Nine patients with fusiform basilar or intracranial vertebral artery aneurysms that contained intraluminal thrombus were studied with MR imaging. All patients underwent at least 2 imaging sessions, which were separated by 4–22 months. Analysis of signal intensity to determine the mean signal intensity from thrombus, blood, CSF, and brain in matched regions was performed. Aneurysm maximal diameter and cross-sectional area were determined with and without thrombus.
Thrombus was identified on all image sequences, and its general appearance was consistent between imaging sessions. Thrombus produced the highest and most consistent signal intensities with T1-weighted and steady-state techniques, though the latter showed superior contrast between luminal blood and thrombus. Heterogeneity within clot was evident in 4/9 of patients, with peripheral hyperintensity being a common feature.
Steady-state imaging was found to be superior to T1- and T2-weighted imaging for delineating and characterizing intraluminal thrombus within aneurysms. The imaging characteristics of intraluminal thrombus proved to be very consistent for long periods. Assessment of overall aneurysm size, including thrombosed portions, permits more accurate evaluation of aneurysm growth and concomitantly may permit more informed clinical decision-making with regard to the timing and need for aneurysm treatment.
Unruptured intracranial aneurysms are detected in approximately 2% of patients who undergo MR angiography1,2; the overall prevalence of unruptured intracranial aneurysm is estimated to be approximately 1% of the population.3,4 Aneurysm treatments, including surgical clipping or endovascular coiling, are typically advocated when the risk of rupture is considered to exceed the therapeutic risks.

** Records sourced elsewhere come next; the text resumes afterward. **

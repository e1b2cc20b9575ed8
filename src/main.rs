use dotenv::dotenv;
use exchange_trading_mcp::{
    config::{Config, Transport},
    exchange::ExchangeRegistry,
    http,
    server::{self, McpServer},
};
use std::sync::Arc;
use tracing::{error, info};
use tracing_subscriber::{layer::SubscriberExt, util::SubscriberInitExt};

#[tokio::main]
async fn main() -> anyhow::Result<()> {
    dotenv().ok();
    tracing_subscriber::registry()
        .with(tracing_subscriber::EnvFilter::new(
            std::env::var("RUST_LOG").unwrap_or_else(|_| "info".into()),
        ))
        .with(tracing_subscriber::fmt::layer().with_writer(std::io::stderr))
        .init();

    info!("Starting Exchange Trading MCP Server...");

    let result = run().await;
    if let Err(e) = &result {
        error!("MCP server failed: {:#}", e);
    }
    result
}

async fn run() -> anyhow::Result<()> {
    let config = Config::from_env()?;
    let server = Arc::new(McpServer::new(ExchangeRegistry::builtin()));

    match config.transport {
        Transport::Http => {
            info!("MCP server starting on {}", config.bind_addr());
            http::serve(server, &config.bind_addr()).await
        }
        Transport::Stdio => server::run_stdio(&server).await,
    }
}
use super::{binance::BinanceClass, kraken::KrakenClass, ExchangeClass};
use std::collections::BTreeMap;
use std::sync::Arc;

/// Maps exchange identifiers to their classes.
#[derive(Clone, Default)]
pub struct ExchangeRegistry {
    classes: BTreeMap<String, Arc<dyn ExchangeClass>>,
}

impl ExchangeRegistry {
    pub fn empty() -> Self {
        Self::default()
    }

    /// Registry with every venue this crate ships.
    pub fn builtin() -> Self {
        Self::empty()
            .with(Arc::new(BinanceClass))
            .with(Arc::new(KrakenClass))
    }

    pub fn with(mut self, class: Arc<dyn ExchangeClass>) -> Self {
        self.register(class);
        self
    }

    pub fn register(&mut self, class: Arc<dyn ExchangeClass>) {
        self.classes.insert(class.id().to_string(), class);
    }

    /// Identifiers are matched exactly.
    pub fn get(&self, id: &str) -> Option<Arc<dyn ExchangeClass>> {
        self.classes.get(id).cloned()
    }

    pub fn ids(&self) -> impl Iterator<Item = &str> {
        self.classes.keys().map(String::as_str)
    }
}
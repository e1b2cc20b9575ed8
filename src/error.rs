use thiserror::Error;

/// Errors raised by the exchange library.
///
/// The variants are grouped into two classes that the tool layer reports
/// differently: network-level failures and exchange-reported failures.
/// `Other` falls outside both.
#[derive(Debug, Clone, Error, PartialEq, Eq)]
pub enum ExchangeError {
    #[error("{0}")]
    Network(String),
    #[error("rate limit exceeded: {0}")]
    RateLimited(String),
    #[error("exchange not available: {0}")]
    Unavailable(String),

    #[error("{0}")]
    Exchange(String),
    #[error("authentication failed: {0}")]
    Authentication(String),
    #[error("bad symbol: {0}")]
    BadSymbol(String),
    #[error("invalid order: {0}")]
    InvalidOrder(String),
    #[error("not supported: {0}")]
    NotSupported(String),
    #[error("bad response: {0}")]
    BadResponse(String),

    #[error("{0}")]
    Other(String),
}

impl ExchangeError {
    pub fn is_network(&self) -> bool {
        matches!(
            self,
            Self::Network(_) | Self::RateLimited(_) | Self::Unavailable(_)
        )
    }

    pub fn is_exchange(&self) -> bool {
        matches!(
            self,
            Self::Exchange(_)
                | Self::Authentication(_)
                | Self::BadSymbol(_)
                | Self::InvalidOrder(_)
                | Self::NotSupported(_)
                | Self::BadResponse(_)
        )
    }
}

impl From<reqwest::Error> for ExchangeError {
    fn from(e: reqwest::Error) -> Self {
        if e.is_decode() {
            Self::BadResponse(e.to_string())
        } else if e.is_builder() {
            Self::Other(e.to_string())
        } else {
            Self::Network(e.to_string())
        }
    }
}

impl From<url::ParseError> for ExchangeError {
    fn from(e: url::ParseError) -> Self {
        Self::Other(format!("invalid url: {}", e))
    }
}

impl From<serde_json::Error> for ExchangeError {
    fn from(e: serde_json::Error) -> Self {
        Self::BadResponse(e.to_string())
    }
}

pub type ExchangeResult<T> = Result<T, ExchangeError>;
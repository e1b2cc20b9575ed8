use super::{Exchange, ExchangeClass, ExchangeConfig};
use crate::error::ExchangeResult;
use serde_json::Value;
use std::collections::BTreeMap;
use tracing::{debug, warn};

/// Which mechanism was used to put a new client into sandbox mode.
#[derive(Debug, Clone, Copy, PartialEq, Eq)]
pub enum SandboxPath {
    /// Sandbox mode was not requested.
    Disabled,
    /// The client exposes `set_sandbox_mode`.
    Toggle,
    /// The class publishes a test URL, substituted as the api endpoint.
    TestUrl,
    /// `options.sandboxMode` was set for a class that recognizes it.
    OptionFlag,
    /// Nothing matched; the client was built unmodified.
    Unsupported,
}

/// Builds a client for `class`, applying sandbox mode on a best-effort basis.
///
/// Venues enable their test environments in different ways, so the checks run
/// in a fixed order and the first match wins. There is no guarantee that the
/// result actually talks to a sandbox for every venue.
pub fn instantiate(
    class: &dyn ExchangeClass,
    mut config: ExchangeConfig,
    sandbox: bool,
) -> ExchangeResult<(Box<dyn Exchange>, SandboxPath)> {
    if !sandbox {
        return Ok((class.build(config)?, SandboxPath::Disabled));
    }

    let path = if class.has_sandbox_toggle() {
        SandboxPath::Toggle
    } else if let Some(test_url) = class.test_url() {
        config.urls = Some(BTreeMap::from([("api".to_string(), test_url.to_string())]));
        SandboxPath::TestUrl
    } else if class.has_sandbox_marker()
        || class
            .option_keys()
            .iter()
            .any(|key| *key == "sandboxMode" || *key == "test")
    {
        config
            .options
            .insert("sandboxMode".to_string(), Value::Bool(true));
        SandboxPath::OptionFlag
    } else {
        warn!(
            exchange = class.id(),
            "Exchange {} may not support enabling sandbox mode this way; continuing without it",
            class.id()
        );
        SandboxPath::Unsupported
    };

    let mut exchange = class.build(config)?;
    if path == SandboxPath::Toggle {
        exchange.set_sandbox_mode(true);
    }
    debug!(exchange = class.id(), ?path, "Sandbox resolution complete");

    Ok((exchange, path))
}
//! Session configuration.
//!
//! `GameConfig` holds the table constants a session is built from. It
//! deserializes from JSON (missing fields fall back to the defaults) and
//! offers `with_*` builders for programmatic use.

use serde::{Deserialize, Serialize};

use super::error::Result;

/// Table constants for one game session.
///
/// ## Example
///
/// ```
/// use star_realms_engine::core::GameConfig;
///
/// let config = GameConfig::default().with_shuffle_seed(7);
/// assert_eq!(config.initial_authority, 50);
/// assert_eq!(config.shuffle_seed, Some(7));
///
/// let parsed = GameConfig::from_json(r#"{ "hand_size": 6 }"#).unwrap();
/// assert_eq!(parsed.hand_size, 6);
/// assert_eq!(parsed.trade_row_size, 5);
/// ```
#[derive(Clone, Debug, PartialEq, Eq, Serialize, Deserialize)]
#[serde(default)]
pub struct GameConfig {
    /// Starting authority for both players.
    pub initial_authority: i64,

    /// Cards drawn at the end of every turn.
    pub hand_size: usize,

    /// Opening hand of the player who moves first.
    pub first_hand_size: usize,

    /// Number of face-up cards in the shared trade row.
    pub trade_row_size: usize,

    /// Capacity of the snapshot broadcast channel. Slow subscribers
    /// that fall further behind than this skip to the latest snapshot.
    pub snapshot_buffer: usize,

    /// Fixed root seed for shuffles. `None` draws fresh entropy per shuffle.
    pub shuffle_seed: Option<u64>,
}

impl Default for GameConfig {
    fn default() -> Self {
        Self {
            initial_authority: 50,
            hand_size: 5,
            first_hand_size: 3,
            trade_row_size: 5,
            snapshot_buffer: 64,
            shuffle_seed: None,
        }
    }
}

impl GameConfig {
    /// Parse a configuration from JSON.
    pub fn from_json(json: &str) -> Result<Self> {
        Ok(serde_json::from_str(json)?)
    }

    /// Set starting authority.
    #[must_use]
    pub fn with_initial_authority(mut self, authority: i64) -> Self {
        self.initial_authority = authority;
        self
    }

    /// Set the end-of-turn hand size.
    #[must_use]
    pub fn with_hand_size(mut self, hand_size: usize) -> Self {
        self.hand_size = hand_size;
        self
    }

    /// Fix the shuffle seed for reproducible sessions.
    #[must_use]
    pub fn with_shuffle_seed(mut self, seed: u64) -> Self {
        self.shuffle_seed = Some(seed);
        self
    }

    /// Set the snapshot broadcast capacity.
    #[must_use]
    pub fn with_snapshot_buffer(mut self, capacity: usize) -> Self {
        self.snapshot_buffer = capacity.max(1);
        self
    }
}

Factors thought to affect aneurysm progression and risk of rupture include aneurysm size,5,6 location,7 and morphometry.8 Increasingly, factors such as hemodynamics9 and the perianeurysmal environment10 are also being recognized as possible contributors to aneurysm growth and evolution. Aneurysms, however, are typically detected and monitored with angiographic techniques that interrogate lumen morphology and provide little insight into extraluminal anatomy. A comprehensive evaluation of aneurysm morphometry requires appreciation of both the vascular lumen and extraluminal anatomy and pathology. The delineation and characterization of intraluminal thrombus specifically may be highly relevant to understanding disease progression and risk of rupture or emboli. Furthermore, an improved understanding of the impact of mass effect from aneurysms (particularly fusiform posterior circulation aneurysms) requires a detailed depiction of the outer wall of the aneurysm.
MR imaging methods are capable of both angiographic evaluation and direct imaging of the vessel wall. MR angio-graphic methods can be based on inflow properties, blood velocities, or contrast enhancement. Aneurysms, which may have regions of relatively slowly recirculating flow, can be poorly visualized with MR angiographic techniques that rely on inflow or blood velocity (eg, time-of-flight and phase-contrast methods). CE-MRA does not have these limitations and has been demonstrated to provide superior depiction of the vascular lumen in aneurysm models.11 MR imaging techniques are capable of visualizing thrombus and may provide insight into thrombus age.12 To our knowledge, the characteristics and evolution of clot within partially thrombosed neurovascular aneurysms, however, have not been well defined.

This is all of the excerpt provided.